The Aemetis ethanol plant produces about 65 million gallons per year of renewable ethanol, but also produces about 2 million pounds per day of wet distillers' grains that supply about 80 local dairies to feed more than 100,000 cows. These cows consume the renewable feed produced by Aemetis and create waste, which in turn produces the methane we capture for the production of RNG. Trucks involved in our ethanol, animal feed, sustainable aviation fuel, renewable diesel, and carbon sequestration businesses can be fueled by our RNG at compressed natural gas fueling stations at locations throughout the state of California or at the RNG fueling site that we are building at the Keyes plant. Additionally, the Keyes ethanol plant produces approximately 1.4 million pounds per month of renewable distillers oil, corn oil, or DCO, which has been traditionally sold as animal feed.
With the explosive growth of renewable diesel, biodiesel, and sustainable aviation fuel, DCO has become a far more valuable commodity as a feedstock input to renewable fuels. In fact, the value of our DCO has more than tripled since we first started producing it in 2012, allowing us to sell this co-product to other biofuel producers and eventually utilize it in the production of Aemetis SAF and renewable diesel at our own Riverbank plant, further complementing the circular bioeconomy that Eric often refers to when describing our business model. Let's discuss progress at our California ethanol plant. As Todd mentioned earlier, we saw a 28% year-over-year increase in revenue, revenues from ethanol sales in 2021 compared to 2020. As the COVID pandemic restrictions were relaxed in the second half of 2021, demand for ethanol increased and ethanol margins also increased.
At the same time, high corn prices and a tight corn supply have combined with ongoing railroad logistical issues to increase the cost of corn to about $9 per bushel delivered to Keyes, nearing all-time highs. Strong demand and favorable pricing for both wet distillers' grains and distillers' corn oil remain bright spots in the overall product mix, and we expect this trend to continue. Let me take a moment to provide a few updates on the Keyes ethanol plant projects that are expected to increase cash flow by approximately $23 million per year when the projects are fully completed.
The Keyes ethanol plant is operating at full capacity, taking advantage of strong ethanol, distillers' corn oil, and distillers' grain pricing. Wet distillers grains are completely sold out with more than 2.2 million pounds per day or the equivalent of 45 truckloads being delivered to dairies across our region.
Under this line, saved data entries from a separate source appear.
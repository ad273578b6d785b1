//! Invalidation planning.
//!
//! Maps a cache event onto the set of feeds whose pages must be dropped.

use std::collections::HashSet;
use std::fmt;

use uuid::Uuid;

use super::events::EventKind;
use super::keys::ScopeKey;

#[derive(Debug, Default, PartialEq, Eq)]
pub struct InvalidationPlan {
    pub scopes: HashSet<ScopeKey>,
    pub clear_all: bool,
}

impl fmt::Display for InvalidationPlan {
    fn fmt(&self, f: &mut fmt::Formatter<'_>) -> fmt::Result {
        write!(
            f,
            "InvalidationPlan {{ scopes: {}, clear_all: {} }}",
            self.scopes.len(),
            self.clear_all
        )
    }
}

impl InvalidationPlan {
    pub fn for_event(kind: &EventKind) -> Self {
        let mut plan = Self::default();

        match kind {
            EventKind::PostCreated {
                author,
                group,
                followers,
                ..
            }
            | EventKind::PostDeleted {
                author,
                group,
                followers,
                ..
            } => {
                plan.add_post_scopes(author, [group.as_deref()], followers);
            }
            EventKind::PostUpdated {
                author,
                previous_group,
                group,
                followers,
                ..
            } => {
                plan.add_post_scopes(
                    author,
                    [previous_group.as_deref(), group.as_deref()],
                    followers,
                );
            }
            EventKind::FollowCreated { user_id, .. } | EventKind::FollowRemoved { user_id, .. } => {
                plan.scopes.insert(ScopeKey::Follow(*user_id));
            }
            EventKind::ClearAll => plan.clear_all = true,
        }

        plan
    }

    fn add_post_scopes<'a>(
        &mut self,
        author: &str,
        groups: impl IntoIterator<Item = Option<&'a str>>,
        followers: &[Uuid],
    ) {
        self.scopes.insert(ScopeKey::Index);
        self.scopes.insert(ScopeKey::Author(author.to_string()));
        for slug in groups.into_iter().flatten() {
            self.scopes.insert(ScopeKey::Group(slug.to_string()));
        }
        for follower in followers {
            self.scopes.insert(ScopeKey::Follow(*follower));
        }
    }

    pub fn is_empty(&self) -> bool {
        self.scopes.is_empty() && !self.clear_all
    }
}
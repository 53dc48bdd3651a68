//! Batched delete path.
//!
//! Delete submissions are buffered locally and consumed by a single batching
//! loop, so only one flush is ever in flight. The loop flushes when:
//! - the [`Batcher`] policy refuses another member
//! - the open batch has lingered for `batch_linger_ms`
//! - the intake is closed (final flush during drain)
//!
//! A failed flush reschedules its members with backoff until each has used
//! `retry_limit` attempts. Not-found failures are not rescheduled since the
//! reservation they reference can no longer be settled.

use super::{Batcher, Intake, PipelineConfig, PipelineStats, PipelineStatsSnapshot};
use crate::envelope::Envelope;
use crate::error::QueueError;
use crate::message::Message;
use crate::remote::{RemoteQueue, ReservedRef, MAX_DELETE_BATCH};
use crate::retry::RetryPolicy;
use serde::{Deserialize, Serialize};
use std::sync::Arc;
use std::time::Duration;
use tokio::sync::mpsc;
use tokio::time::{sleep_until, Instant};
use tracing::{debug, error, info, warn};

#[cfg(test)]
#[path = "delete_tests.rs"]
mod tests;

/// Parked deadline for timers that are disabled in the select loop
const IDLE_WAKE: Duration = Duration::from_secs(3600);

/// Internal handler name recorded on envelopes entering the delete pipeline
pub fn delete_handler_name(queue: &str) -> String {
    format!("{}:delete-message", queue)
}

/// Batch shaping for the delete pipeline
#[derive(Debug, Clone, PartialEq, Eq, Serialize, Deserialize)]
#[serde(default)]
pub struct BatchConfig {
    /// Hard ceiling for one batch delete call
    pub max_batch_size: usize,

    /// How long a partially filled batch may wait before it is flushed
    pub batch_linger_ms: u64,
}

impl Default for BatchConfig {
    fn default() -> Self {
        Self {
            max_batch_size: MAX_DELETE_BATCH,
            batch_linger_ms: 3000,
        }
    }
}

impl BatchConfig {
    pub fn linger(&self) -> Duration {
        Duration::from_millis(self.batch_linger_ms)
    }
}

/// Issue one batch delete, retrying server errors per `retry`
///
/// An empty batch is a caller bug and is reported as [`QueueError::EmptyBatch`].
pub async fn flush_batch(
    remote: &dyn RemoteQueue,
    retry: &RetryPolicy,
    batch: &[ReservedRef],
) -> Result<(), QueueError> {
    if batch.is_empty() {
        return Err(QueueError::EmptyBatch {
            pipeline: delete_handler_name(remote.name()),
        });
    }

    retry
        .run(|| remote.delete_reserved(batch))
        .await
        .map_err(QueueError::from)
}

#[derive(Debug)]
struct PendingDelete {
    reference: ReservedRef,
    attempts: u32,
}

struct DeleteWorker {
    name: String,
    remote: Arc<dyn RemoteQueue>,
    config: PipelineConfig,
    batch: BatchConfig,
    retry: RetryPolicy,
    stats: Arc<PipelineStats>,
}

/// Buffered, batching delete pipeline
pub struct DeletePipeline {
    handler_name: String,
    intake: Intake<Envelope>,
    stats: Arc<PipelineStats>,
}

impl DeletePipeline {
    /// Start the pipeline for `remote`. Must be called inside a Tokio runtime.
    pub fn start(
        remote: Arc<dyn RemoteQueue>,
        config: PipelineConfig,
        batch: BatchConfig,
        retry: RetryPolicy,
    ) -> Self {
        let handler_name = delete_handler_name(remote.name());
        let stats = Arc::new(PipelineStats::default());
        let buffer_size = config.buffer_size;

        let worker = DeleteWorker {
            name: handler_name.clone(),
            remote,
            config,
            batch,
            retry,
            stats: Arc::clone(&stats),
        };

        let intake = Intake::spawn(handler_name.clone(), buffer_size, Arc::clone(&stats), |rx| {
            worker.run(rx)
        });

        Self {
            handler_name,
            intake,
            stats,
        }
    }

    /// Queue a reserved message for deletion in a later batch
    pub async fn submit(&self, message: Message) -> Result<(), QueueError> {
        if message.reservation().is_none() {
            return Err(QueueError::ReservationRequired {
                operation: "deleted".to_string(),
            });
        }

        self.intake
            .submit(Envelope::wrap(message, self.handler_name.as_str()))
            .await
    }

    pub fn handler_name(&self) -> &str {
        &self.handler_name
    }

    pub fn stats(&self) -> PipelineStatsSnapshot {
        self.stats.snapshot()
    }

    pub fn is_closed(&self) -> bool {
        self.intake.is_closed()
    }

    /// Stop intake, flush everything buffered, and wait for scheduled retries
    pub async fn close_timeout(&self, timeout: Duration) -> Result<(), QueueError> {
        self.intake.close_timeout(timeout).await
    }
}

impl DeleteWorker {
    async fn run(self, mut rx: mpsc::Receiver<Envelope>) -> Result<(), QueueError> {
        let mut batcher: Batcher<PendingDelete> = Batcher::new(self.batch.max_batch_size);
        let mut scheduled: Vec<(Instant, PendingDelete)> = Vec::new();
        let mut intake_open = true;
        let mut first_error: Option<QueueError> = None;

        loop {
            if !intake_open {
                if !batcher.is_empty() {
                    let batch = batcher.take();
                    self.flush(batch, &mut scheduled, &mut first_error, true)
                        .await;
                }
                if scheduled.is_empty() {
                    break;
                }
            }

            let idle = Instant::now() + IDLE_WAKE;
            let linger_at = batcher.opened_at().map(|opened| opened + self.batch.linger());
            let retry_at = scheduled.iter().map(|(due, _)| *due).min();

            tokio::select! {
                received = rx.recv(), if intake_open => match received {
                    Some(envelope) => {
                        self.stats.record_dequeued();
                        if let Some(item) = self.pending(envelope) {
                            if let Some(full) = batcher.push(item) {
                                self.flush(full, &mut scheduled, &mut first_error, false).await;
                            }
                        }
                    }
                    None => {
                        debug!(pipeline = %self.name, "Intake closed, draining");
                        intake_open = false;
                    }
                },
                _ = sleep_until(linger_at.unwrap_or(idle)), if linger_at.is_some() => {
                    let batch = batcher.take();
                    self.flush(batch, &mut scheduled, &mut first_error, !intake_open).await;
                }
                _ = sleep_until(retry_at.unwrap_or(idle)), if retry_at.is_some() => {
                    let now = Instant::now();
                    let (due, later): (Vec<_>, Vec<_>) =
                        scheduled.drain(..).partition(|(at, _)| *at <= now);
                    scheduled = later;

                    for (_, item) in due {
                        if let Some(full) = batcher.push(item) {
                            self.flush(full, &mut scheduled, &mut first_error, !intake_open).await;
                        }
                    }
                }
            }
        }

        info!(pipeline = %self.name, "Delete pipeline drained");
        first_error.map_or(Ok(()), Err)
    }

    fn pending(&self, envelope: Envelope) -> Option<PendingDelete> {
        let message = envelope.into_message();
        match message.reservation() {
            Some((id, reservation_id)) => Some(PendingDelete {
                reference: ReservedRef::new(id, reservation_id),
                attempts: 0,
            }),
            None => {
                error!(
                    pipeline = %self.name,
                    task = %message.task_name,
                    "Dropping delete without reservation"
                );
                self.stats.record_fail();
                None
            }
        }
    }

    async fn flush(
        &self,
        batch: Vec<PendingDelete>,
        scheduled: &mut Vec<(Instant, PendingDelete)>,
        first_error: &mut Option<QueueError>,
        draining: bool,
    ) {
        let refs: Vec<ReservedRef> = batch.iter().map(|p| p.reference.clone()).collect();

        let err = match flush_batch(self.remote.as_ref(), &self.retry, &refs).await {
            Ok(()) => {
                debug!(pipeline = %self.name, batch_size = refs.len(), "Batch deleted");
                self.stats.record_processed(refs.len() as u64);
                return;
            }
            Err(err) => err,
        };

        error!(
            pipeline = %self.name,
            batch_size = refs.len(),
            error = %err,
            "Batch delete failed"
        );

        let reschedule = !err.is_not_found();
        let limit = self.config.retry_limit.max(1);
        let backoff = self.config.backoff();
        let mut abandoned = 0;

        for mut item in batch {
            item.attempts += 1;
            if reschedule && item.attempts < limit {
                self.stats.record_retry();
                scheduled.push((Instant::now() + backoff.delay(item.attempts), item));
            } else {
                warn!(
                    pipeline = %self.name,
                    message_id = %item.reference.id,
                    attempts = item.attempts,
                    "Giving up on delete"
                );
                self.stats.record_fail();
                abandoned += 1;
            }
        }

        if draining && abandoned > 0 && first_error.is_none() {
            *first_error = Some(err);
        }
    }
}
Distillers corn oil deliveries are more than 1 million pounds per month at record prices, driven by the use of non-edible corn oil in biodiesel and renewable diesel production. CO₂ production at the Keyes plant is approximately 400 metric tons per day, which is being upgraded, compressed, and delivered to local food and beverage processors by Messer, generating about $3.4 million per year of tax credits at a $30 per metric ton under current law.
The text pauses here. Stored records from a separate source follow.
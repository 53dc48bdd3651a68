//! Error types for queue operations.

use std::time::Duration;
use thiserror::Error;

/// Comprehensive error type for all adapter operations
#[derive(Debug, Error)]
pub enum QueueError {
    #[error("Message task name is required")]
    TaskNameRequired,

    #[error("Message must carry an id and reservation id to be {operation}")]
    ReservationRequired { operation: String },

    #[error("Remote queue error: {0}")]
    Remote(#[from] RemoteError),

    #[error("Codec error: {0}")]
    Codec(#[from] CodecError),

    #[error("Batch flush requested with no messages in pipeline '{pipeline}'")]
    EmptyBatch { pipeline: String },

    #[error("Pipeline '{pipeline}' is closed")]
    Closed { pipeline: String },

    #[error("Pipeline '{pipeline}' did not drain within {timeout:?}")]
    DrainTimeout { pipeline: String, timeout: Duration },

    #[error("Consumer for '{queue}' did not stop within {timeout:?}")]
    StopTimeout { queue: String, timeout: Duration },

    #[error("A consumer is already running for '{queue}'")]
    ConsumerRunning { queue: String },

    #[error("Worker task for '{pipeline}' failed: {message}")]
    Worker { pipeline: String, message: String },

    #[error("Configuration error: {0}")]
    Configuration(#[from] ConfigurationError),

    #[error("Validation error: {0}")]
    Validation(#[from] ValidationError),
}

impl QueueError {
    /// Check if error is transient and should be retried
    pub fn is_transient(&self) -> bool {
        match self {
            Self::Remote(remote) => remote.is_server_error(),
            Self::DrainTimeout { .. } => true,
            Self::StopTimeout { .. } => true,
            Self::TaskNameRequired
            | Self::ReservationRequired { .. }
            | Self::Codec(_)
            | Self::EmptyBatch { .. }
            | Self::Closed { .. }
            | Self::ConsumerRunning { .. }
            | Self::Worker { .. }
            | Self::Configuration(_)
            | Self::Validation(_) => false,
        }
    }

    /// Check if the underlying remote reported the message or queue as missing
    pub fn is_not_found(&self) -> bool {
        matches!(self, Self::Remote(RemoteError::NotFound { .. }))
    }
}

/// Why the remote answered "not found".
///
/// The remote reports an empty long-poll and a deleted queue with the same
/// status code; callers branch on this reason instead of on message text.
#[derive(Debug, Clone, Copy, PartialEq, Eq)]
pub enum NotFoundReason {
    /// No message matched (empty poll, or message already deleted)
    MessageNotFound,
    /// The queue itself does not exist
    QueueNotFound,
    /// Any other not-found answer
    Other,
}

impl NotFoundReason {
    /// Classify a not-found response body.
    ///
    /// Compatibility shim for services that only describe the reason in the
    /// message text. Prefer a typed code when the service returns one.
    pub fn from_message(message: &str) -> Self {
        if message.contains("Message not found") {
            Self::MessageNotFound
        } else if message.contains("Queue not found") {
            Self::QueueNotFound
        } else {
            Self::Other
        }
    }
}

/// Errors reported by the remote queue service
#[derive(Debug, Clone, Error)]
pub enum RemoteError {
    #[error("Not found ({reason:?}): {message}")]
    NotFound {
        reason: NotFoundReason,
        message: String,
    },

    #[error("Remote returned status {status}: {message}")]
    Status { status: u16, message: String },

    #[error("Transport failure: {message}")]
    Transport { message: String },

    #[error("Invalid response from remote: {message}")]
    InvalidResponse { message: String },
}

impl RemoteError {
    /// Build an error from an HTTP status and the service's message text
    pub fn from_status(status: u16, message: String) -> Self {
        if status == 404 {
            Self::NotFound {
                reason: NotFoundReason::from_message(&message),
                message,
            }
        } else {
            Self::Status { status, message }
        }
    }

    /// HTTP status equivalent of this error, if it carries one
    pub fn status(&self) -> Option<u16> {
        match self {
            Self::NotFound { .. } => Some(404),
            Self::Status { status, .. } => Some(*status),
            Self::Transport { .. } | Self::InvalidResponse { .. } => None,
        }
    }

    /// Check if this is a server-side fault (5xx or equivalent) worth retrying
    pub fn is_server_error(&self) -> bool {
        match self {
            Self::Status { status, .. } => *status >= 500,
            Self::Transport { .. } => true,
            Self::NotFound { .. } | Self::InvalidResponse { .. } => false,
        }
    }

    /// Check if the remote reported an empty long-poll
    pub fn is_empty_poll(&self) -> bool {
        matches!(
            self,
            Self::NotFound {
                reason: NotFoundReason::MessageNotFound,
                ..
            }
        )
    }

    /// Check if the remote reported that the queue does not exist
    pub fn is_queue_missing(&self) -> bool {
        matches!(
            self,
            Self::NotFound {
                reason: NotFoundReason::QueueNotFound,
                ..
            }
        )
    }
}

/// Errors during transport encoding/decoding of message bodies
#[derive(Debug, Error)]
pub enum CodecError {
    #[error("JSON serialization failed: {0}")]
    Json(#[from] serde_json::Error),

    #[error("Transport string is not valid base64: {0}")]
    Base64(#[from] base64::DecodeError),
}

/// Configuration errors
#[derive(Debug, Error)]
pub enum ConfigurationError {
    #[error("Invalid configuration: {message}")]
    Invalid { message: String },

    #[error("Missing required configuration: {key}")]
    Missing { key: String },
}

/// Validation errors
#[derive(Debug, Error)]
pub enum ValidationError {
    #[error("Required field missing: {field}")]
    Required { field: String },

    #[error("Value out of range for {field}: {message}")]
    OutOfRange { field: String, message: String },
}

#[cfg(test)]
#[path = "error_tests.rs"]
mod tests;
The Mitsubishi ZEBREX dehydration unit, which separates water from ethanol, has been fully installed, the test run has been completed, and the system met or exceeded key system design milestones. The goal of significantly reducing steam consumption in the plant has been demonstrated in stable operations, with the reduction from 20,000 pounds of steam per hour to less than 5,000 pounds of steam per hour. Since steam is currently mostly produced from carbon-intensive, expensive petroleum-based natural gas, this 75% reduction in steam use for the ethanol dehydration reduces our operating costs and increases our revenues through lower carbon intensity ethanol. Additional commissioning work is currently underway, and we expect to have the ZEBREX system fully operational during the second quarter of this year.
The solar microgrid with battery backup is progressing with the signed EPC contract with SunPower for the installation of a $12 million solar microgrid. This project is supported by an $8 million grant from the California Energy Commission. The solar unit is designed to generate approximately 1.9 MW of zero carbon intensity electric power at a low cost for operation at the ethanol plant. The mechanical vapor recompression system, otherwise known as MVR, to further reduce petroleum, natural gas, and steam use, is moving forward with detailed engineering almost completed. This project is expected to significantly reduce the use of petroleum, natural gas, and combined with the ZEBREX system, we expect to eliminate approximately 85% of our natural gas use when the MVR system becomes operational in 2023.
Currently, natural gas costs for the Keyes plant are more than $10 million per year. We expect to save more than $8 million per year of natural gas cost while also reducing the ethanol's carbon intensity, therefore increasing the value of the ethanol produced by the Keyes plant. Our California ethanol plant is being upgraded to primarily operate using high efficiency electric motors and pumps powered by low or zero carbon intensity renewable power sources, including our solar array and local renewable electricity. In summary, operational performance and project milestones for the Aemetis Biogas and Aemetis ethanol plant businesses are on track with our five-year plan. Eric?
Thank you, Andy. Let's discuss our Carbon Zero renewable jet and diesel fuel project with carbon sequestration in Riverbank, California.
We are pleased that the Aemetis Carbon Zero biorefinery under development in Riverbank, California, near Modesto, continues to achieve major milestones. In December 2021, after three years in negotiations with the city of Riverbank and the U.S. Army, Aemetis signed the acquisition of the 125-acre Riverbank industrial complex. This site is a former U.S. Army ammunition production facility with 710,000 sq ft of existing buildings laid out as eight production lines, 120 rail cars and a rail line on the site, a 20-MW electricity substation, and 100% zero carbon intensity renewable power with a direct power line connection to a hydroelectric dam.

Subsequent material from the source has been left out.